December 6, 2013
By Salvatore J. Armao, CPA/PFS, CFP, CFE
Managing Partner, Armao LLP

The Department of Labor recently completed a round of audits of collectively bargained apprenticeship and other training programs and scholarship funds. The DOL focused on these particular plans due to abuses found in some routine audits, causing the department to expand its investigation. If you are involved in some capacity with a Joint Apprenticeship and Training Committee (JATC) or other types of industry training and scholarship programs, chances are that you experienced one of these audits.

All of our JATC and training program clients were audited during this DOL audit blitz.

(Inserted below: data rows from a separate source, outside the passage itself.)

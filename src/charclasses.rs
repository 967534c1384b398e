use crate::codepointset::{CodePointSet, Interval};

// Character classes like \d or \S.

/// Construct an interval from an inclusive range of char.
const fn r(first: char, last: char) -> Interval {
    Interval {
        first: first as u32,
        last: last as u32,
    }
}

/// Construct an interval from a single char.
const fn r1(c: char) -> Interval {
    Interval {
        first: c as u32,
        last: c as u32,
    }
}

// Note all of these are sorted.

/// ES5 15.10.2.6 IsWordChar.
pub const WORD_CHARS: [Interval; 4] = [r('0', '9'), r('A', 'Z'), r1('_'), r('a', 'z')];

/// ES5 15.10.2.12 "\d".
pub const DIGITS: [Interval; 1] = [r('0', '9')];

/// ES5 7.2 WhiteSpace: TAB, VT, FF, SP, NBSP, BOM, and the Zs category.
pub const WHITESPACE: [Interval; 9] = [
    // TAB, VT, FF
    r('\u{0009}', '\u{000C}'),
    r1('\u{0020}'),
    r1('\u{00A0}'),
    r1('\u{1680}'),
    r('\u{2000}', '\u{200A}'),
    r1('\u{202F}'),
    r1('\u{205F}'),
    r1('\u{3000}'),
    r1('\u{FEFF}'),
];

/// ES5 7.3 LineTerminator.
pub const LINE_TERMINATOR: [Interval; 3] =
    [r1('\u{000A}'), r1('\u{000D}'), r('\u{2028}', '\u{2029}')];

/// \return whether \p c is a line terminator.
#[inline]
pub fn is_line_terminator(c: char) -> bool {
    matches!(c, '\n' | '\r' | '\u{2028}' | '\u{2029}')
}

/// \return whether \p c is a word character, as used by \b and \w.
#[inline]
pub fn is_word_char(c: char) -> bool {
    c.is_ascii_alphanumeric() || c == '_'
}

/// The character class escapes: \d \s \w and their negations.
#[derive(Debug, Copy, Clone, PartialEq, Eq)]
pub enum CharacterClassType {
    Digits,
    Spaces,
    Words,
}

/// \return a CodePointSet for a given class escape (positive or negative).
pub fn codepoints_from_class(ct: CharacterClassType, positive: bool) -> CodePointSet {
    let mut cps = match ct {
        CharacterClassType::Digits => CodePointSet::from_sorted_disjoint_intervals(DIGITS.to_vec()),
        CharacterClassType::Words => {
            CodePointSet::from_sorted_disjoint_intervals(WORD_CHARS.to_vec())
        }
        CharacterClassType::Spaces => {
            let mut cps = CodePointSet::from_sorted_disjoint_intervals(WHITESPACE.to_vec());
            for &iv in LINE_TERMINATOR.iter() {
                cps.add(iv)
            }
            cps
        }
    };
    if !positive {
        cps = cps.inverted()
    }
    cps
}

/// The set matched by `.`: everything but line terminators.
pub fn dot_codepoints() -> CodePointSet {
    CodePointSet::from_sorted_disjoint_intervals(LINE_TERMINATOR.to_vec()).inverted()
}
impl Compiler {
    /// ES5 15.10.2.3 Disjunction.
    fn compile_disjunction(&self, dis: &Disjunction) -> Result<Matcher, Error> {
        let m1 = self.compile_alternative(&dis.alternative)?;
        let m2 = match &dis.disjunction {
            None => return Ok(m1),
            Some(rest) => self.compile_disjunction(rest)?,
        };
        Ok(matcher(move |input, x, c| {
            m1(input, x.clone(), c).or_else(|| m2(input, x, c))
        }))
    }

    /// ES5 15.10.2.4 Alternative.
    fn compile_alternative(&self, alt: &Alternative) -> Result<Matcher, Error> {
        match alt {
            Alternative::Empty => Ok(matcher(|_, x, c| c(x))),
            Alternative::Sequence { term, alternative } => {
                let m1 = self.compile_term(term)?;
                if **alternative == Alternative::Empty {
                    return Ok(m1);
                }
                let m2 = self.compile_alternative(alternative)?;
                Ok(matcher(move |input, x, c| {
                    m1(input, x, &|y: State| m2(input, y, c))
                }))
            }
        }
    }

    /// ES5 15.10.2.5 Term.
    fn compile_term(&self, term: &Term) -> Result<Matcher, Error> {
        let (atom, quantifier) = match &term.kind {
            TermKind::Assertion(assertion) => return self.compile_assertion(assertion),
            TermKind::Atom { atom, quantifier } => (atom, quantifier),
        };
        let quantifier = match quantifier {
            None => return self.compile_atom(atom),
            Some(q) => q,
        };
        let (min, max) = quantifier.bounds();
        if max.map_or(false, |max| max < min) {
            return error(format!("Numbers out of order in quantifier {{{},{:?}}}", min, max));
        }
        if term.paren_index + term.paren_count > self.n_capturing_parens + 1 {
            return Err(Error::Internal(format!(
                "Term groups {}..{} exceed group count {}",
                term.paren_index,
                term.paren_index + term.paren_count,
                self.n_capturing_parens
            )));
        }
        if term.paren_count == 0 {
            if let Some(run) = self.character_run(atom)? {
                return Ok(run_repeat_matcher(run, min, max, !quantifier.lazy));
            }
        }
        let m = self.compile_atom(atom)?;
        let rep = Repeat {
            min,
            max,
            greedy: !quantifier.lazy,
            paren_index: term.paren_index,
            paren_count: term.paren_count,
        };
        Ok(matcher(move |input, x, c| repeat_matcher(&*m, rep, input, x, c)))
    }

    /// ES5 15.10.2.6 Assertion.
    fn compile_assertion(&self, assertion: &Assertion) -> Result<Matcher, Error> {
        let multiline = self.multiline;
        Ok(match assertion {
            Assertion::BeginningOfLine => matcher(move |input, x, c| {
                let e = x.end_index;
                let at_start = e == 0
                    || (multiline && input.char_before(e).map_or(false, is_line_terminator));
                if at_start {
                    c(x)
                } else {
                    None
                }
            }),
            Assertion::EndOfLine => matcher(move |input, x, c| {
                let e = x.end_index;
                let at_end = e == input.len()
                    || (multiline && input.char_at(e).map_or(false, is_line_terminator));
                if at_end {
                    c(x)
                } else {
                    None
                }
            }),
            Assertion::WordBoundary => matcher(|input, x, c| {
                if is_word_boundary(input, x.end_index) {
                    c(x)
                } else {
                    None
                }
            }),
            Assertion::NotWordBoundary => matcher(|input, x, c| {
                if is_word_boundary(input, x.end_index) {
                    None
                } else {
                    c(x)
                }
            }),
            Assertion::ZeroWidthPositive(dis) => {
                // Runs to completion on its own; the rest of the pattern
                // cannot backtrack into it. Its captures survive.
                let m = self.compile_disjunction(dis)?;
                matcher(move |input, x, c| {
                    let y = m(input, x.clone(), &Some)?;
                    c(State {
                        end_index: x.end_index,
                        captures: y.captures,
                    })
                })
            }
            Assertion::ZeroWidthNegative(dis) => {
                let m = self.compile_disjunction(dis)?;
                matcher(move |input, x, c| {
                    if m(input, x.clone(), &Some).is_some() {
                        return None;
                    }
                    c(x)
                })
            }
        })
    }

    /// ES5 15.10.2.8 Atom.
    fn compile_atom(&self, atom: &Atom) -> Result<Matcher, Error> {
        match atom {
            Atom::PatternCharacter(ch) => Ok(self.character_matcher(*ch)),
            Atom::Dot => Ok(self.character_set_matcher(charclasses::dot_codepoints(), false)),
            Atom::CharacterClass(cc) => {
                let cps = class_ranges_codepoints(&cc.ranges)?;
                Ok(self.character_set_matcher(cps, cc.inverted))
            }
            Atom::AtomEscape(AtomEscape::DecimalEscape(n)) => self.backreference_matcher(*n),
            Atom::AtomEscape(AtomEscape::CharacterEscape(ce)) => {
                Ok(self.character_matcher(ce.value()))
            }
            Atom::AtomEscape(AtomEscape::CharacterClassEscape(cce)) => Ok(self
                .character_set_matcher(
                    charclasses::codepoints_from_class(cce.class_type, cce.positive),
                    false,
                )),
            Atom::CapturingGroup {
                disjunction,
                capturing_number,
            } => {
                let paren_index = *capturing_number;
                if paren_index == 0 || paren_index > self.n_capturing_parens {
                    return Err(Error::Internal(format!(
                        "Capturing group {} out of range",
                        paren_index
                    )));
                }
                let m = self.compile_disjunction(disjunction)?;
                Ok(matcher(move |input, x, c| {
                    let x_end = x.end_index;
                    m(input, x, &|y: State| {
                        let State {
                            end_index,
                            mut captures,
                        } = y;
                        Rc::make_mut(&mut captures)[paren_index] = Some(x_end..end_index);
                        c(State {
                            end_index,
                            captures,
                        })
                    })
                }))
            }
            Atom::NonCapturingGroup(disjunction) => self.compile_disjunction(disjunction),
        }
    }

    /// \return the CharSets \p atom matches one after another, if \p atom is
    /// a character, a class, or a group of those with no alternation,
    /// quantifiers, or assertions. Otherwise None.
    fn character_run(&self, atom: &Atom) -> Result<Option<Vec<CharSet>>, Error> {
        let set = match atom {
            Atom::PatternCharacter(ch) => self.char_set(single_char_set(*ch), false),
            Atom::Dot => self.char_set(charclasses::dot_codepoints(), false),
            Atom::CharacterClass(cc) => {
                self.char_set(class_ranges_codepoints(&cc.ranges)?, cc.inverted)
            }
            Atom::AtomEscape(AtomEscape::CharacterEscape(ce)) => {
                self.char_set(single_char_set(ce.value()), false)
            }
            Atom::AtomEscape(AtomEscape::CharacterClassEscape(cce)) => self.char_set(
                charclasses::codepoints_from_class(cce.class_type, cce.positive),
                false,
            ),
            Atom::NonCapturingGroup(dis) if dis.disjunction.is_none() => {
                let mut run = Vec::new();
                for term in dis.alternative.terms() {
                    match &term.kind {
                        TermKind::Atom {
                            atom,
                            quantifier: None,
                        } => match self.character_run(atom)? {
                            Some(inner) => run.extend(inner),
                            None => return Ok(None),
                        },
                        _ => return Ok(None),
                    }
                }
                // An empty group needs the empty-iteration rule.
                return Ok(if run.is_empty() { None } else { Some(run) });
            }
            _ => return Ok(None),
        };
        Ok(Some(vec![set]))
    }

    fn char_set(&self, cps: CodePointSet, invert: bool) -> CharSet {
        CharSet::new(cps, invert, self.ignore_case)
    }

    fn character_matcher(&self, ch: char) -> Matcher {
        self.character_set_matcher(single_char_set(ch), false)
    }

    /// ES5 15.10.2.8 CharacterSetMatcher.
    fn character_set_matcher(&self, cps: CodePointSet, invert: bool) -> Matcher {
        let set = self.char_set(cps, invert);
        matcher(move |input, x, c| {
            let e = x.end_index;
            let ch = input.char_at(e)?;
            if !set.matches(ch) {
                return None;
            }
            c(x.with_end(e + ch.len_utf8()))
        })
    }

    /// ES5 15.10.2.9 AtomEscape, for a DecimalEscape.
    fn backreference_matcher(&self, n: usize) -> Result<Matcher, Error> {
        if n == 0 || n > self.n_capturing_parens {
            return error(format!(
                "Backreference \\{} exceeds number of capture groups",
                n
            ));
        }
        let ignore_case = self.ignore_case;
        Ok(matcher(move |input, x, c| {
            let s = match x.capture(n) {
                // A group that did not participate matches the empty string.
                None => return c(x),
                Some(s) => s,
            };
            // Canonical forms may differ in UTF-8 length, so walk both.
            let mut pos = x.end_index;
            for a in input.slice(s).chars() {
                let b = input.char_at(pos)?;
                if a != b && !(ignore_case && canonicalize(a) == canonicalize(b)) {
                    return None;
                }
                pos += b.len_utf8();
            }
            c(x.with_end(pos))
        }))
    }
}
use crate::util::SliceHelp;
use core::cmp::{self, Ordering};

pub type CodePoint = u32;

/// The maximum (inclusive) code point.
pub const CODE_POINT_MAX: CodePoint = 0x10FFFF;

/// An inclusive range of code points.
#[derive(Debug, Copy, Clone, PartialEq, Eq)]
pub struct Interval {
    pub(crate) first: CodePoint,
    pub(crate) last: CodePoint,
}

impl Interval {
    pub(crate) const fn new(first: CodePoint, last: CodePoint) -> Interval {
        debug_assert!(first <= last);
        Interval { first, last }
    }

    #[inline(always)]
    pub fn compare(self, cp: u32) -> Ordering {
        if self.first > cp {
            Ordering::Greater
        } else if self.last < cp {
            Ordering::Less
        } else {
            Ordering::Equal
        }
    }

    /// Return whether self is strictly before rhs.
    /// "Strictly" here means there is at least one value after the end of self,
    /// and before the start of rhs. Overlapping *or abutting* intervals are
    /// not considered strictly before.
    fn is_strictly_before(self, rhs: Interval) -> bool {
        self.last + 1 < rhs.first
    }

    /// Compare two intervals.
    /// Overlapping *or abutting* intervals are considered equal.
    fn mergecmp(self, rhs: Interval) -> cmp::Ordering {
        if self.is_strictly_before(rhs) {
            Ordering::Less
        } else if rhs.is_strictly_before(self) {
            Ordering::Greater
        } else {
            Ordering::Equal
        }
    }

    fn mergeable(self, rhs: Interval) -> bool {
        self.mergecmp(rhs) == Ordering::Equal
    }

    /// Return whether self contains a code point \p cp.
    pub fn contains(self, cp: CodePoint) -> bool {
        self.first <= cp && cp <= self.last
    }
}

/// Merge two intervals, which must be overlapping or abutting.
fn merge_intervals(x: Interval, y: &Interval) -> Interval {
    debug_assert!(x.mergeable(*y), "Ranges not mergeable");
    Interval {
        first: cmp::min(x.first, y.first),
        last: cmp::max(x.last, y.last),
    }
}

/// A set of code points stored as disjoint, non-abutting, sorted intervals.
/// Character classes are built into one of these at compile time and are
/// never mutated once a matcher owns them.
#[derive(Clone, Debug, Default, PartialEq, Eq)]
pub struct CodePointSet {
    ivs: Vec<Interval>,
}

impl CodePointSet {
    pub fn new() -> CodePointSet {
        CodePointSet { ivs: Vec::new() }
    }

    pub(crate) fn contains(&self, cp: u32) -> bool {
        self.ivs.binary_search_by(|iv| iv.compare(cp)).is_ok()
    }

    #[inline]
    fn assert_is_well_formed(&self) {
        if cfg!(debug_assertions) {
            for iv in &self.ivs {
                debug_assert!(iv.last <= CODE_POINT_MAX);
                debug_assert!(iv.first <= iv.last);
            }
            for w in self.ivs.windows(2) {
                debug_assert!(w[0].is_strictly_before(w[1]));
            }
        }
    }

    /// Construct from sorted, disjoint intervals. Note these are not allowed to
    /// even abut.
    pub fn from_sorted_disjoint_intervals(ivs: Vec<Interval>) -> CodePointSet {
        let res = CodePointSet { ivs };
        res.assert_is_well_formed();
        res
    }

    /// Add an interval of code points to the set.
    pub fn add(&mut self, new_iv: Interval) {
        // The range of intervals that intersect or abut new_iv.
        let mergeable = self.ivs.equal_range_by(|iv| iv.mergecmp(new_iv));
        match mergeable.end - mergeable.start {
            0 => {
                self.ivs.insert(mergeable.start, new_iv);
            }
            1 => {
                let entry = &mut self.ivs[mergeable.start];
                *entry = Interval {
                    first: cmp::min(entry.first, new_iv.first),
                    last: cmp::max(entry.last, new_iv.last),
                };
            }
            _ => {
                let merged_iv: Interval = self.ivs[mergeable.clone()]
                    .iter()
                    .fold(new_iv, merge_intervals);
                self.ivs[mergeable.start] = merged_iv;
                self.ivs.drain(mergeable.start + 1..mergeable.end);
            }
        }
        self.assert_is_well_formed();
    }

    /// Add a single code point to the set.
    #[inline]
    pub fn add_one(&mut self, cp: CodePoint) {
        self.add(Interval::new(cp, cp))
    }

    /// Add another code point set.
    pub fn add_set(&mut self, mut rhs: CodePointSet) {
        // Prefer to add to the set with more intervals.
        if self.ivs.len() < rhs.ivs.len() {
            core::mem::swap(self, &mut rhs);
        }
        for iv in rhs.intervals() {
            self.add(*iv)
        }
    }

    /// \return the intervals
    pub fn intervals(&self) -> &[Interval] {
        self.ivs.as_slice()
    }

    /// \return an inverted set: a set containing every code point NOT in the
    /// receiver.
    pub fn inverted(&self) -> CodePointSet {
        let mut inverted_ivs = Vec::new();

        // The first code point *not* in the previous interval.
        let mut start: CodePoint = 0;
        for iv in &self.ivs {
            if start < iv.first {
                inverted_ivs.push(Interval {
                    first: start,
                    last: iv.first - 1,
                })
            }
            start = iv.last + 1;
        }
        if start <= CODE_POINT_MAX {
            inverted_ivs.push(Interval {
                first: start,
                last: CODE_POINT_MAX,
            })
        }
        CodePointSet::from_sorted_disjoint_intervals(inverted_ivs)
    }

    /// Remove the given intervals from the set.
    ///
    /// Invariants: The intervals must be sorted and disjoint.
    pub(crate) fn remove(&mut self, intervals: &[Interval]) {
        let mut result = Vec::new();
        let mut remove_iter = intervals.iter().peekable();
        let mut current_remove = remove_iter.next();

        for iv in &mut self.ivs {
            while let Some(remove_iv) = current_remove {
                if remove_iv.last < iv.first {
                    current_remove = remove_iter.next();
                } else if remove_iv.first > iv.last {
                    result.push(*iv);
                    break;
                } else {
                    if remove_iv.first > iv.first {
                        result.push(Interval {
                            first: iv.first,
                            last: remove_iv.first - 1,
                        });
                    }
                    if remove_iv.last < iv.last {
                        iv.first = remove_iv.last + 1;
                        current_remove = remove_iter.next();
                    } else {
                        break;
                    }
                }
            }
            if current_remove.is_none() {
                result.push(*iv);
            }
        }

        self.ivs = result;
        self.assert_is_well_formed();
    }
}
//! The subject string, as seen by the matcher.

use std::ops::Range;

/// Input is the text being matched against.
/// Positions are UTF-8 byte offsets, always on a char boundary. Building an
/// Input does no work, so it is fine to make one per exec() call.
#[derive(Debug, Copy, Clone)]
pub struct Input<'t> {
    text: &'t str,
}

impl<'t> Input<'t> {
    #[inline]
    pub fn new(text: &'t str) -> Self {
        Input { text }
    }

    /// \return the original text.
    #[inline(always)]
    pub fn text(&self) -> &'t str {
        self.text
    }

    /// \return the length of the text in bytes. This is also the position of
    /// the end of the text.
    #[inline(always)]
    pub fn len(&self) -> usize {
        self.text.len()
    }

    #[inline(always)]
    pub fn is_empty(&self) -> bool {
        self.text.is_empty()
    }

    /// \return the character starting at \p pos, or None at or past the end.
    #[inline]
    pub fn char_at(&self, pos: usize) -> Option<char> {
        self.text.get(pos..)?.chars().next()
    }

    /// \return the character ending at \p pos, or None at the start.
    #[inline]
    pub fn char_before(&self, pos: usize) -> Option<char> {
        self.text.get(..pos)?.chars().next_back()
    }

    /// \return the position just after the character at \p pos. At the end
    /// of the text this is one past the end, so a search loop can stop.
    #[inline]
    pub fn next_pos(&self, pos: usize) -> usize {
        pos + self.char_at(pos).map_or(1, char::len_utf8)
    }

    /// \return the first char boundary at or after byte offset \p offset.
    /// An offset inside a multi-byte character rounds up.
    /// Offsets past the end of the text produce len() + 1.
    pub fn index_at_or_after(&self, offset: usize) -> usize {
        if offset > self.text.len() {
            return self.text.len() + 1;
        }
        let mut pos = offset;
        while !self.text.is_char_boundary(pos) {
            pos += 1;
        }
        pos
    }

    /// \return the text covered by a range of positions.
    #[inline]
    pub fn slice(&self, r: Range<usize>) -> &'t str {
        &self.text[r]
    }
}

So now that the dust has settled and the audits have concluded, we can use the results as a learning experience to avoid pitfalls in future DOL audits – which are more likely than not to occur.

Since plan fiduciaries, including boards of trustees and fund administrators, are responsible for ensuring that plan expenses are appropriate to carry out the plan’s mission of training workers, they must make a reasonable determination that the expenditures are likely to promote legitimate plan objectives.

Here are some of the types of expenditures that the DOL considers NOT to be permissible by apprenticeship, training and scholarship programs:

·      Graduation ceremonies for all attendees, rather than just the graduates, limited family members and instructors

·      Valet parking

·      Hotel accommodations

·      Open bar

·      Charitable contributions

·      Tickets for sporting and entertainment events

·      Golf outings and sponsorships

·      Payment of union-related expenses

In addition, training funds should have written expense policies and a system of internal controls, along with written policies for conflict of interest, whistleblower, records retention, collections, disaster recovery, investments, expense reimbursements and cost sharing, to name a few.

It’s no surprise, then, that the old proverb, “forewarned is forearmed” dates back to sixteenth century Great Britain, and even much earlier from the Latin saying "praemonitus, praemunitus," loosely translated as "forewarned is forearmed."